» EXERCISE
From the records below, return every line containing the word "AURIGA".

» RECORDS
//! CSV plan loaders.
//!
//! # CSV formats
//!
//! One row per hour; the `hour` column is the raw [`HourStamp`] value (hours
//! since the Unix epoch).  Name lists are `|`-separated and may be empty.
//!
//! ```csv
//! hour,discharge_teu,load_teu,vessels
//! 481488,120,40,MSC AURIGA|EVER BLOOM
//! 481489,120,40,MSC AURIGA
//! ```
//!
//! ```csv
//! hour,in_teu,out_teu,trains
//! 481488,60,30,SHUTTLE-7
//! ```
//!
//! ```csv
//! hour,gate_trucks_per_hour,yard_moves_per_hour
//! 481488,100,300
//! ```
//!
//! Hours absent from a file are simply absent from the returned lookup; the
//! engine applies its zero-flow / no-capacity defaults.  Duplicate hours are
//! last-writer-wins.

use std::io::Read;
use std::path::Path;

use serde::Deserialize;

use yg_core::{HourStamp, Teu};

use crate::flows::{CapsPlan, OpsCaps, RailPlan, RailPlans, VesselPlan, VesselPlans};
use crate::PlanError;

// ── CSV records ───────────────────────────────────────────────────────────────

#[derive(Deserialize)]
struct VesselRecord {
    hour:          i64,
    discharge_teu: Teu,
    load_teu:      Teu,
    #[serde(default)]
    vessels:       String,
}

#[derive(Deserialize)]
struct RailRecord {
    hour:    i64,
    in_teu:  Teu,
    out_teu: Teu,
    #[serde(default)]
    trains:  String,
}

#[derive(Deserialize)]
struct CapsRecord {
    hour:                 i64,
    gate_trucks_per_hour: u32,
    yard_moves_per_hour:  u32,
}

// ── Public API ────────────────────────────────────────────────────────────────

/// Load a vessel plan lookup from a CSV file.
pub fn load_vessel_plans_csv(path: &Path) -> Result<VesselPlans, PlanError> {
    let file = std::fs::File::open(path).map_err(PlanError::Io)?;
    load_vessel_plans_reader(file)
}

/// Like [`load_vessel_plans_csv`] but accepts any `Read` source.
///
/// Useful for testing (pass a `std::io::Cursor`) or loading from network
/// streams.
pub fn load_vessel_plans_reader<R: Read>(reader: R) -> Result<VesselPlans, PlanError> {
    let mut csv_reader = csv::Reader::from_reader(reader);
    let mut plans = VesselPlans::default();

    for result in csv_reader.deserialize::<VesselRecord>() {
        let row = result.map_err(|e| PlanError::Parse(e.to_string()))?;
        let hour = HourStamp(row.hour);
        plans.insert(hour, VesselPlan {
            hour,
            discharge_teu: row.discharge_teu,
            load_teu:      row.load_teu,
            vessels:       split_names(&row.vessels),
        });
    }
    Ok(plans)
}

/// Load a rail plan lookup from a CSV file.
pub fn load_rail_plans_csv(path: &Path) -> Result<RailPlans, PlanError> {
    let file = std::fs::File::open(path).map_err(PlanError::Io)?;
    load_rail_plans_reader(file)
}

/// Like [`load_rail_plans_csv`] but accepts any `Read` source.
pub fn load_rail_plans_reader<R: Read>(reader: R) -> Result<RailPlans, PlanError> {
    let mut csv_reader = csv::Reader::from_reader(reader);
    let mut plans = RailPlans::default();

    for result in csv_reader.deserialize::<RailRecord>() {
        let row = result.map_err(|e| PlanError::Parse(e.to_string()))?;
        let hour = HourStamp(row.hour);
        plans.insert(hour, RailPlan {
            hour,
            in_teu:  row.in_teu,
            out_teu: row.out_teu,
            trains:  split_names(&row.trains),
        });
    }
    Ok(plans)
}

/// Load a capacity lookup from a CSV file.
pub fn load_caps_csv(path: &Path) -> Result<CapsPlan, PlanError> {
    let file = std::fs::File::open(path).map_err(PlanError::Io)?;
    load_caps_reader(file)
}

/// Like [`load_caps_csv`] but accepts any `Read` source.
pub fn load_caps_reader<R: Read>(reader: R) -> Result<CapsPlan, PlanError> {
    let mut csv_reader = csv::Reader::from_reader(reader);
    let mut caps = CapsPlan::default();

    for result in csv_reader.deserialize::<CapsRecord>() {
        let row = result.map_err(|e| PlanError::Parse(e.to_string()))?;
        let hour = HourStamp(row.hour);
        caps.insert(hour, OpsCaps {
            hour,
            gate_trucks_per_hour: row.gate_trucks_per_hour,
            yard_moves_per_hour:  row.yard_moves_per_hour,
        });
    }
    Ok(caps)
}

// ── Helpers ───────────────────────────────────────────────────────────────────

fn split_names(s: &str) -> Vec<String> {
    s.split('|')
        .map(str::trim)
        .filter(|n| !n.is_empty())
        .map(str::to_owned)
        .collect()
}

» RESPONSE AREA
//! 481488,120,40,MSC AURIGA|EVER BLOOM
//! 481489,120,40,MSC AURIGA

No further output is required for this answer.